Work task – Exact reproduction required: the lines below from the line with "(0..len).map(|i| pattern[i %" to the line with "fn small_chunks(chunk_size: u64)", both ends included, and no others.

====

/// End-to-end tests over the container: round trips across codecs and sizes,
/// chunk-count arithmetic, corruption and truncation handling, and
/// determinism across worker counts.
use mycomp_codecs::{DeflateCodec, Lz4Codec, PassthroughCodec, ZstdCodec};
use mycomp_core::format::{CHUNK_HEADER_SIZE, HEADER_SIZE};
use mycomp_core::{
    compress_bytes, compress_file, decompress_bytes, decompress_file, inspect_file, ChunkRecord,
    CompressOptions, DecompressOptions, Error,
};

/// Generate `len` deterministic bytes using a simple LCG.
fn pseudo_random_bytes(len: usize, seed: u64) -> Vec<u8> {
    let mut rng = seed;
    (0..len)
        .map(|_| {
            rng = rng
                .wrapping_mul(6364136223846793005)
                .wrapping_add(1442695040888963407);
            (rng >> 56) as u8
        })
        .collect()
}

/// Generate `len` highly compressible bytes (repeating pattern).
fn compressible_bytes(len: usize) -> Vec<u8> {
    let pattern = b"the quick brown fox jumps over the lazy dog. ";
    (0..len).map(|i| pattern[i % pattern.len()]).collect()
}

// ── helpers ────────────────────────────────────────────────────────────────

fn temp_path(name: &str) -> std::path::PathBuf {
    std::env::temp_dir().join(format!("mycomp_test_{}", name))
}

fn small_chunks(chunk_size: u64) -> CompressOptions {
    CompressOptions {
        chunk_size,
        ..CompressOptions::default()
    }
}

fn parsed_chunk_count(container: &[u8]) -> u64 {
    let mut count = [0u8; 8];
    count.copy_from_slice(&container[6..14]);
    u64::from_le_bytes(count)
}

// ── round trips ────────────────────────────────────────────────────────────

#[test]
fn roundtrip_boundary_sizes() {
    let chunk_size = 1024u64;
    let codec = DeflateCodec;
    for len in [
        0usize,
        1,
        chunk_size as usize - 1,
        chunk_size as usize,
        chunk_size as usize + 1,
        3 * chunk_size as usize,
        5 * chunk_size as usize + 77,
    ] {
        let data = compressible_bytes(len);
        let container = compress_bytes(&data, &codec, &small_chunks(chunk_size)).unwrap();
        assert_eq!(
            parsed_chunk_count(&container),
            (len as u64).div_ceil(chunk_size),
            "chunk count for len {len}"
        );
        let restored =
            decompress_bytes(&container, &codec, &DecompressOptions::default()).unwrap();
        assert_eq!(restored, data, "round trip for len {len}");
    }
}

#[test]
fn roundtrip_all_codecs() {
    let data = compressible_bytes(3 * 4096 + 777);
    let options = small_chunks(4096);
    let codecs: Vec<Box<dyn mycomp_core::Codec>> = vec![
        Box::new(DeflateCodec),
        Box::new(ZstdCodec::default()),
        Box::new(Lz4Codec),
        Box::new(PassthroughCodec),
    ];
    for codec in codecs {
        let container = compress_bytes(&data, codec.as_ref(), &options).unwrap();
        let restored =
            decompress_bytes(&container, codec.as_ref(), &DecompressOptions::default()).unwrap();
        assert_eq!(restored, data, "round trip via {}", codec.name());
    }
}

#[test]
fn roundtrip_incompressible_data() {
    // High-entropy chunks expand under deflate; the record must still carry
    // them back exactly.
    let data = pseudo_random_bytes(64 * 1024, 0x1234_5678);
    let container = compress_bytes(&data, &DeflateCodec, &small_chunks(1024)).unwrap();
    assert!(container.len() > data.len());
    let restored = decompress_bytes(&container, &DeflateCodec, &DecompressOptions::default()).unwrap();
    assert_eq!(restored, data);
}

#[test]
fn empty_input_yields_empty_container() {
    let container = compress_bytes(b"", &DeflateCodec, &CompressOptions::default()).unwrap();
    assert_eq!(container.len(), HEADER_SIZE);
    assert_eq!(parsed_chunk_count(&container), 0);
    let restored = decompress_bytes(&container, &DeflateCodec, &DecompressOptions::default()).unwrap();
    assert!(restored.is_empty());
}

#[test]
fn abc_compresses_to_a_single_checked_chunk() {
    let data = b"abc";
    let container = compress_bytes(data, &DeflateCodec, &CompressOptions::default()).unwrap();
    assert_eq!(parsed_chunk_count(&container), 1);

    let mut prelude = [0u8; CHUNK_HEADER_SIZE];
    prelude.copy_from_slice(&container[HEADER_SIZE..HEADER_SIZE + CHUNK_HEADER_SIZE]);
    let record = ChunkRecord::header_from_bytes(&prelude);
    assert_eq!(record.original_size, 3);
    assert_eq!(record.checksum, crc32fast::hash(data));
    assert_eq!(
        record.compressed_size as usize,
        container.len() - HEADER_SIZE - CHUNK_HEADER_SIZE
    );

    let restored = decompress_bytes(&container, &DeflateCodec, &DecompressOptions::default()).unwrap();
    assert_eq!(restored, data);
}

// ── determinism ────────────────────────────────────────────────────────────

#[test]
fn container_is_identical_across_worker_counts() {
    let data = pseudo_random_bytes(300 * 1024, 0xFEED_FACE);
    let serial = CompressOptions {
        chunk_size: 4096,
        workers: 1,
    };
    let parallel = CompressOptions {
        chunk_size: 4096,
        workers: 8,
    };
    let a = compress_bytes(&data, &DeflateCodec, &serial).unwrap();
    let b = compress_bytes(&data, &DeflateCodec, &parallel).unwrap();
    assert_eq!(a, b);
}

// ── corruption and validation ──────────────────────────────────────────────

#[test]
fn payload_bitflip_fails_with_that_chunks_index() {
    // Passthrough keeps payload offsets predictable and leaves the checksum
    // protocol alone to catch the damage.
    let chunk_size = 1024usize;
    let data = compressible_bytes(4 * chunk_size);
    let mut container =
        compress_bytes(&data, &PassthroughCodec, &small_chunks(chunk_size as u64)).unwrap();

    // Chunk 2's payload starts after the header, two full records, and its
    // own prelude.
    let offset = HEADER_SIZE + 2 * (CHUNK_HEADER_SIZE + chunk_size) + CHUNK_HEADER_SIZE + 100;
    container[offset] ^= 0x01;

    match decompress_bytes(&container, &PassthroughCodec, &DecompressOptions::default()) {
        Err(Error::Integrity { index, .. }) => assert_eq!(index, 2),
        other => panic!("expected integrity failure for chunk 2, got {:?}", other),
    }
}

#[test]
fn failed_chunk_stops_output_at_the_preceding_chunk() {
    let chunk_size = 1024usize;
    let data = compressible_bytes(6 * chunk_size);
    let mut container =
        compress_bytes(&data, &PassthroughCodec, &small_chunks(chunk_size as u64)).unwrap();
    let offset = HEADER_SIZE + 2 * (CHUNK_HEADER_SIZE + chunk_size) + CHUNK_HEADER_SIZE;
    container[offset] ^= 0x80;

    let container_path = temp_path("corrupt_tail.compressed");
    let output_path = temp_path("corrupt_tail.out");
    std::fs::write(&container_path, &container).unwrap();

    let err = decompress_file(
        &container_path,
        &output_path,
        &PassthroughCodec,
        &DecompressOptions::default(),
    )
    .unwrap_err();
    assert!(matches!(err, Error::Integrity { index: 2, .. }));

    // Whatever reached the output is an in-order prefix that stops before
    // the failing chunk.
    let partial = std::fs::read(&output_path).unwrap();
    assert!(partial.len() <= 2 * chunk_size);
    assert_eq!(&data[..partial.len()], &partial[..]);
}

#[test]
fn corrupted_magic_is_rejected_before_any_processing() {
    let data = compressible_bytes(2048);
    let mut container = compress_bytes(&data, &DeflateCodec, &small_chunks(1024)).unwrap();
    container[0] ^= 0xFF;

    match decompress_bytes(&container, &DeflateCodec, &DecompressOptions::default()) {
        Err(Error::Format(_)) => {}
        other => panic!("expected format error, got {:?}", other),
    }

    // The file path variant must not even create the output file.
    let container_path = temp_path("bad_magic.compressed");
    let output_path = temp_path("bad_magic.out");
    let _ = std::fs::remove_file(&output_path);
    std::fs::write(&container_path, &container).unwrap();
    let err = decompress_file(
        &container_path,
        &output_path,
        &DeflateCodec,
        &DecompressOptions::default(),
    )
    .unwrap_err();
    assert!(matches!(err, Error::Format(_)));
    assert!(!output_path.exists());
}

#[test]
fn truncated_container_is_an_io_error() {
    let data = compressible_bytes(8 * 1024);
    let container = compress_bytes(&data, &DeflateCodec, &small_chunks(1024)).unwrap();
    let cut = &container[..container.len() - 3];
    match decompress_bytes(cut, &DeflateCodec, &DecompressOptions::default()) {
        Err(Error::Io(_)) => {}
        other => panic!("expected i/o error, got {:?}", other),
    }
}

#[test]
fn zero_sized_record_fields_are_structurally_invalid() {
    let record = ChunkRecord {
        original_size: 0,
        compressed_size: 5,
        checksum: 0,
        payload: vec![0; 5],
    };
    let mut container = Vec::new();
    container.extend_from_slice(b"MYCOMP");
    container.extend_from_slice(&1u64.to_le_bytes());
    container.extend_from_slice(&record.header_to_bytes());
    container.extend_from_slice(&record.payload);

    match decompress_bytes(&container, &DeflateCodec, &DecompressOptions::default()) {
        Err(Error::Format(_)) => {}
        other => panic!("expected format error, got {:?}", other),
    }
}

#[test]
fn deflate_payload_corruption_never_yields_wrong_bytes() {
    let data = compressible_bytes(16 * 1024);
    let mut container = compress_bytes(&data, &DeflateCodec, &small_chunks(4096)).unwrap();
    // Flip a bit somewhere inside the first payload; depending on where it
    // lands the codec or the checksum rejects it, but it never succeeds.
    let offset = HEADER_SIZE + CHUNK_HEADER_SIZE + 10;
    container[offset] ^= 0x10;
    let result = decompress_bytes(&container, &DeflateCodec, &DecompressOptions::default());
    match result {
        Err(Error::Codec(_)) | Err(Error::Integrity { .. }) => {}
        other => panic!("expected codec or integrity failure, got {:?}", other),
    }
}

// ── file pipelines ─────────────────────────────────────────────────────────

#[test]
fn file_roundtrip_with_reports() {
    let data = compressible_bytes(200 * 1024 + 123);
    let input = temp_path("file_roundtrip.bin");
    let compressed = temp_path("file_roundtrip.bin.compressed");
    let restored = temp_path("file_roundtrip.bin.restored");
    std::fs::write(&input, &data).unwrap();

    let options = small_chunks(16 * 1024);
    let report = compress_file(&input, &compressed, &DeflateCodec, &options).unwrap();
    assert_eq!(report.original_size, data.len() as u64);
    assert_eq!(report.chunk_count, (data.len() as u64).div_ceil(16 * 1024));
    assert_eq!(
        report.compressed_size,
        std::fs::metadata(&compressed).unwrap().len()
    );

    let report = decompress_file(
        &compressed,
        &restored,
        &DeflateCodec,
        &DecompressOptions::default(),
    )
    .unwrap();
    assert_eq!(report.original_size, data.len() as u64);
    assert_eq!(std::fs::read(&restored).unwrap(), data);
}

#[test]
fn exact_double_chunk_input_splits_evenly() {
    let chunk_size = 1024u64;
    let data = compressible_bytes(2 * chunk_size as usize);
    let input = temp_path("two_chunks.bin");
    let compressed = temp_path("two_chunks.bin.compressed");
    std::fs::write(&input, &data).unwrap();

    compress_file(&input, &compressed, &ZstdCodec::default(), &small_chunks(chunk_size)).unwrap();

    let stats = inspect_file(&compressed).unwrap();
    assert_eq!(stats.chunk_count, 2);
    assert_eq!(stats.entries.len(), 2);
    assert!(stats.entries.iter().all(|e| e.original_size == chunk_size));
    assert_eq!(stats.original_size(), 2 * chunk_size);
}

#[test]
fn missing_input_file_is_an_io_error() {
    let missing = temp_path("does_not_exist.bin");
    let _ = std::fs::remove_file(&missing);
    let out = temp_path("does_not_exist.out");
    let err = compress_file(
        &missing,
        &out,
        &DeflateCodec,
        &CompressOptions::default(),
    )
    .unwrap_err();
    assert!(matches!(err, Error::Io(_)));
}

====

Answer space –
    (0..len).map(|i| pattern[i % pattern.len()]).collect()
}

// ── helpers ────────────────────────────────────────────────────────────────

fn temp_path(name: &str) -> std::path::PathBuf {
    std::env::temp_dir().join(format!("mycomp_test_{}", name))
}

fn small_chunks(chunk_size: u64) -> CompressOptions {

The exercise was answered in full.